» Your task: The data must be returned in full and exactly as given.

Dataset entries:
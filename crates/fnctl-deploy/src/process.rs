//! Collaborators backed by local tools
//!
//! Builds run through the `pack` or `s2i` CLIs and images are pushed with
//! `docker push`. Each tool must be on `PATH`.

use std::ffi::OsString;
use std::path::Path;
use std::sync::Arc;

use async_trait::async_trait;
use fnctl_core::{BuilderKind, FunctionDescriptor};
use once_cell::sync::Lazy;
use regex::Regex;
use tokio::process::Command;
use tracing::debug;

use crate::collaborators::{
    Builder, Collaborators, Deployer, DeploymentResult, Describer, Instance, PipelinesProvider,
    Pusher, Remover,
};
use crate::error::{DeployError, Result, Step};
use crate::knative::KubeconfigContext;

static PUSH_DIGEST: Lazy<Regex> =
    Lazy::new(|| Regex::new(r"digest: (sha256:[0-9a-f]{64})").expect("valid regex"));

/// Run `program` in `dir`, returning stdout or the failure as a step error
async fn run(step: Step, program: &str, args: &[OsString], dir: &Path) -> Result<String> {
    debug!(program, ?args, dir = %dir.display(), "running");
    let output = Command::new(program)
        .args(args)
        .current_dir(dir)
        .output()
        .await
        .map_err(|e| DeployError::collaborator(step, format!("unable to run {program}: {e}")))?;

    if output.status.success() {
        Ok(String::from_utf8_lossy(&output.stdout).to_string())
    } else {
        let stderr = String::from_utf8_lossy(&output.stderr).trim().to_string();
        let code = output.status.code().unwrap_or(-1);
        Err(DeployError::collaborator(
            step,
            format!("{program} exited with code {code}: {stderr}"),
        ))
    }
}

fn built_image(f: &FunctionDescriptor) -> Result<&str> {
    f.build
        .image
        .as_deref()
        .ok_or_else(|| DeployError::collaborator(Step::Build, "no image to build"))
}

const PACK_BASE_BUILDER: &str = "ghcr.io/gauron99/builder-jammy-base:latest";
const PACK_TINY_BUILDER: &str = "ghcr.io/gauron99/builder-jammy-tiny:latest";

/// Builder image used for `runtime` when func.yaml names none
pub fn default_builder_image(kind: BuilderKind, runtime: &str) -> Option<&'static str> {
    match (kind, runtime) {
        (BuilderKind::Pack, "go" | "quarkus") => Some(PACK_TINY_BUILDER),
        (BuilderKind::Pack, "node" | "nodejs" | "typescript" | "python" | "rust" | "springboot") => {
            Some(PACK_BASE_BUILDER)
        }
        (BuilderKind::S2i, "node" | "nodejs" | "typescript") => {
            Some("registry.access.redhat.com/ubi8/nodejs-20-minimal")
        }
        (BuilderKind::S2i, "go") => Some("registry.access.redhat.com/ubi8/go-toolset"),
        (BuilderKind::S2i, "python") => Some("registry.access.redhat.com/ubi8/python-39"),
        (BuilderKind::S2i, "quarkus") => Some("registry.access.redhat.com/ubi8/openjdk-21"),
        _ => None,
    }
}

/// The configured builder image for `kind`, else the runtime default
pub fn builder_image(f: &FunctionDescriptor, kind: BuilderKind) -> Result<String> {
    if let Some(image) = f.build.builder_images.get(kind.as_str()) {
        return Ok(image.clone());
    }
    if f.runtime.is_empty() {
        return Err(DeployError::collaborator(
            Step::Build,
            format!("the {kind} builder needs a runtime to pick a builder image"),
        ));
    }
    default_builder_image(kind, &f.runtime)
        .map(str::to_string)
        .ok_or_else(|| {
            DeployError::collaborator(
                Step::Build,
                format!(
                    "no default {kind} builder image for runtime {:?}; set build.builderImages.{kind} in func.yaml",
                    f.runtime
                ),
            )
        })
}

/// Arguments for `pack build`
pub fn pack_args(f: &FunctionDescriptor) -> Result<Vec<OsString>> {
    Ok(vec![
        "build".into(),
        built_image(f)?.into(),
        "--path".into(),
        f.root.clone().into_os_string(),
        "--builder".into(),
        builder_image(f, BuilderKind::Pack)?.into(),
    ])
}

/// Arguments for `s2i build`
pub fn s2i_args(f: &FunctionDescriptor) -> Result<Vec<OsString>> {
    Ok(vec![
        "build".into(),
        f.root.clone().into_os_string(),
        builder_image(f, BuilderKind::S2i)?.into(),
        built_image(f)?.into(),
    ])
}

/// Builds with the builder named in `f.build.builder`
#[derive(Debug, Clone, Copy, Default)]
pub struct ToolBuilder;

#[async_trait]
impl Builder for ToolBuilder {
    async fn build(&self, f: &FunctionDescriptor) -> Result<()> {
        let kind = match f.build.builder.as_deref() {
            Some(builder) => builder.parse()?,
            None => BuilderKind::default(),
        };
        let (program, args) = match kind {
            BuilderKind::Pack => ("pack", pack_args(f)?),
            BuilderKind::S2i => ("s2i", s2i_args(f)?),
            BuilderKind::Host => {
                return Err(DeployError::collaborator(
                    Step::Build,
                    "the host builder is not supported, use pack or s2i",
                ));
            }
        };
        run(Step::Build, program, &args, &f.root).await?;
        Ok(())
    }
}

/// Extract the digest reported by `docker push`
pub fn parse_push_digest(output: &str) -> Option<String> {
    PUSH_DIGEST
        .captures_iter(output)
        .last()
        .map(|c| c[1].to_string())
}

#[derive(Debug, Clone, Copy, Default)]
pub struct DockerPusher;

#[async_trait]
impl Pusher for DockerPusher {
    async fn push(&self, f: &FunctionDescriptor) -> Result<String> {
        let image = f
            .build
            .image
            .as_deref()
            .ok_or_else(|| DeployError::collaborator(Step::Push, "no built image to push"))?;
        let output = run(Step::Push, "docker", &["push".into(), image.into()], &f.root).await?;
        parse_push_digest(&output).ok_or_else(|| {
            DeployError::collaborator(Step::Push, format!("no digest reported for {image}"))
        })
    }
}

/// Stands in when no on-cluster pipeline is installed
#[derive(Debug, Clone, Copy, Default)]
pub struct NoPipelines;

#[async_trait]
impl PipelinesProvider for NoPipelines {
    async fn run(&self, _f: &FunctionDescriptor) -> Result<(String, FunctionDescriptor)> {
        Err(DeployError::collaborator(
            Step::Pipeline,
            "remote builds need an on-cluster pipelines provider, none is installed",
        ))
    }
}

/// Cluster steps for commands that run without a cluster connection
#[derive(Debug, Clone, Copy, Default)]
pub struct Disconnected;

impl Disconnected {
    fn refuse(step: Step) -> DeployError {
        DeployError::collaborator(step, "no cluster connection")
    }
}

#[async_trait]
impl Deployer for Disconnected {
    async fn deploy(&self, _f: &FunctionDescriptor) -> Result<DeploymentResult> {
        Err(Self::refuse(Step::Deploy))
    }
}

#[async_trait]
impl Remover for Disconnected {
    async fn remove(&self, _name: &str, _namespace: &str) -> Result<()> {
        Err(Self::refuse(Step::Remove))
    }
}

#[async_trait]
impl Describer for Disconnected {
    async fn describe(
        &self,
        _name: &str,
        _namespace: &str,
        _f: &FunctionDescriptor,
    ) -> Result<Instance> {
        Err(Self::refuse(Step::Describe))
    }
}

/// Collaborators for building and pushing only
pub fn local_collaborators() -> Collaborators {
    Collaborators {
        builder: Arc::new(ToolBuilder),
        pusher: Arc::new(DockerPusher),
        deployer: Arc::new(Disconnected),
        remover: Arc::new(Disconnected),
        describer: Arc::new(Disconnected),
        pipelines: Arc::new(NoPipelines),
        context: Arc::new(KubeconfigContext),
    }
}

» The answer:
filename crates/fnctl-deploy/src/process.rs
//! Collaborators backed by local tools
//!
//! Builds run through the `pack` or `s2i` CLIs and images are pushed with
//! `docker push`. Each tool must be on `PATH`.

use std::ffi::OsString;
use std::path::Path;
use std::sync::Arc;

use async_trait::async_trait;
use fnctl_core::{BuilderKind, FunctionDescriptor};
use once_cell::sync::Lazy;
use regex::Regex;
use tokio::process::Command;
use tracing::debug;

use crate::collaborators::{
    Builder, Collaborators, Deployer, DeploymentResult, Describer, Instance, PipelinesProvider,
    Pusher, Remover,
};
use crate::error::{DeployError, Result, Step};
use crate::knative::KubeconfigContext;

static PUSH_DIGEST: Lazy<Regex> =
    Lazy::new(|| Regex::new(r"digest: (sha256:[0-9a-f]{64})").expect("valid regex"));

/// Run `program` in `dir`, returning stdout or the failure as a step error
async fn run(step: Step, program: &str, args: &[OsString], dir: &Path) -> Result<String> {
    debug!(program, ?args, dir = %dir.display(), "running");
    let output = Command::new(program)
        .args(args)
        .current_dir(dir)
        .output()
        .await
        .map_err(|e| DeployError::collaborator(step, format!("unable to run {program}: {e}")))?;

    if output.status.success() {
        Ok(String::from_utf8_lossy(&output.stdout).to_string())
    } else {
        let stderr = String::from_utf8_lossy(&output.stderr).trim().to_string();
        let code = output.status.code().unwrap_or(-1);
        Err(DeployError::collaborator(
            step,
            format!("{program} exited with code {code}: {stderr}"),
        ))
    }
}

fn built_image(f: &FunctionDescriptor) -> Result<&str> {
    f.build
        .image
        .as_deref()
        .ok_or_else(|| DeployError::collaborator(Step::Build, "no image to build"))
}

const PACK_BASE_BUILDER: &str = "ghcr.io/gauron99/builder-jammy-base:latest";
const PACK_TINY_BUILDER: &str = "ghcr.io/gauron99/builder-jammy-tiny:latest";

/// Builder image used for `runtime` when func.yaml names none
pub fn default_builder_image(kind: BuilderKind, runtime: &str) -> Option<&'static str> {
    match (kind, runtime) {
        (BuilderKind::Pack, "go" | "quarkus") => Some(PACK_TINY_BUILDER),
        (BuilderKind::Pack, "node" | "nodejs" | "typescript" | "python" | "rust" | "springboot") => {
            Some(PACK_BASE_BUILDER)
        }
        (BuilderKind::S2i, "node" | "nodejs" | "typescript") => {
            Some("registry.access.redhat.com/ubi8/nodejs-20-minimal")
        }
        (BuilderKind::S2i, "go") => Some("registry.access.redhat.com/ubi8/go-toolset"),
        (BuilderKind::S2i, "python") => Some("registry.access.redhat.com/ubi8/python-39"),
        (BuilderKind::S2i, "quarkus") => Some("registry.access.redhat.com/ubi8/openjdk-21"),
        _ => None,
    }
}

/// The configured builder image for `kind`, else the runtime default
pub fn builder_image(f: &FunctionDescriptor, kind: BuilderKind) -> Result<String> {
    if let Some(image) = f.build.builder_images.get(kind.as_str()) {
        return Ok(image.clone());
    }
    if f.runtime.is_empty() {
        return Err(DeployError::collaborator(
            Step::Build,
            format!("the {kind} builder needs a runtime to pick a builder image"),
        ));
    }
    default_builder_image(kind, &f.runtime)
        .map(str::to_string)
        .ok_or_else(|| {
            DeployError::collaborator(
                Step::Build,
                format!(
                    "no default {kind} builder image for runtime {:?}; set build.builderImages.{kind} in func.yaml",
                    f.runtime
                ),
            )
        })
}

/// Arguments for `pack build`
pub fn pack_args(f: &FunctionDescriptor) -> Result<Vec<OsString>> {
    Ok(vec![
        "build".into(),
        built_image(f)?.into(),
        "--path".into(),
        f.root.clone().into_os_string(),
        "--builder".into(),
        builder_image(f, BuilderKind::Pack)?.into(),
    ])
}

/// Arguments for `s2i build`
pub fn s2i_args(f: &FunctionDescriptor) -> Result<Vec<OsString>> {
    Ok(vec![
        "build".into(),
        f.root.clone().into_os_string(),
        builder_image(f, BuilderKind::S2i)?.into(),
        built_image(f)?.into(),
    ])
}

/// Builds with the builder named in `f.build.builder`
#[derive(Debug, Clone, Copy, Default)]
pub struct ToolBuilder;

#[async_trait]
impl Builder for ToolBuilder {
    async fn build(&self, f: &FunctionDescriptor) -> Result<()> {
        let kind = match f.build.builder.as_deref() {
            Some(builder) => builder.parse()?,
            None => BuilderKind::default(),
        };
        let (program, args) = match kind {
            BuilderKind::Pack => ("pack", pack_args(f)?),
            BuilderKind::S2i => ("s2i", s2i_args(f)?),
            BuilderKind::Host => {
                return Err(DeployError::collaborator(
                    Step::Build,
                    "the host builder is not supported, use pack or s2i",
                ));
            }
        };
        run(Step::Build, program, &args, &f.root).await?;
        Ok(())
    }
}

/// Extract the digest reported by `docker push`
pub fn parse_push_digest(output: &str) -> Option<String> {
    PUSH_DIGEST
        .captures_iter(output)
        .last()
        .map(|c| c[1].to_string())
}

#[derive(Debug, Clone, Copy, Default)]
pub struct DockerPusher;

#[async_trait]
impl Pusher for DockerPusher {
    async fn push(&self, f: &FunctionDescriptor) -> Result<String> {
        let image = f
            .build
            .image
            .as_deref()
            .ok_or_else(|| DeployError::collaborator(Step::Push, "no built image to push"))?;
        let output = run(Step::Push, "docker", &["push".into(), image.into()], &f.root).await?;
        parse_push_digest(&output).ok_or_else(|| {
            DeployError::collaborator(Step::Push, format!("no digest reported for {image}"))
        })
    }
}

/// Stands in when no on-cluster pipeline is installed
#[derive(Debug, Clone, Copy, Default)]
pub struct NoPipelines;

#[async_trait]
impl PipelinesProvider for NoPipelines {
    async fn run(&self, _f: &FunctionDescriptor) -> Result<(String, FunctionDescriptor)> {
        Err(DeployError::collaborator(
            Step::Pipeline,
            "remote builds need an on-cluster pipelines provider, none is installed",
        ))
    }
}

/// Cluster steps for commands that run without a cluster connection
#[derive(Debug, Clone, Copy, Default)]
pub struct Disconnected;

impl Disconnected {
    fn refuse(step: Step) -> DeployError {
        DeployError::collaborator(step, "no cluster connection")
    }
}

#[async_trait]
impl Deployer for Disconnected {
    async fn deploy(&self, _f: &FunctionDescriptor) -> Result<DeploymentResult> {
        Err(Self::refuse(Step::Deploy))
    }
}

#[async_trait]
impl Remover for Disconnected {
    async fn remove(&self, _name: &str, _namespace: &str) -> Result<()> {
        Err(Self::refuse(Step::Remove))
    }
}

#[async_trait]
impl Describer for Disconnected {
    async fn describe(
        &self,
        _name: &str,
        _namespace: &str,
        _f: &FunctionDescriptor,
    ) -> Result<Instance> {
        Err(Self::refuse(Step::Describe))
    }
}

/// Collaborators for building and pushing only
pub fn local_collaborators() -> Collaborators {
    Collaborators {
        builder: Arc::new(ToolBuilder),
        pusher: Arc::new(DockerPusher),
        deployer: Arc::new(Disconnected),
        remover: Arc::new(Disconnected),
        describer: Arc::new(Disconnected),
        pipelines: Arc::new(NoPipelines),
        context: Arc::new(KubeconfigContext),
    }
}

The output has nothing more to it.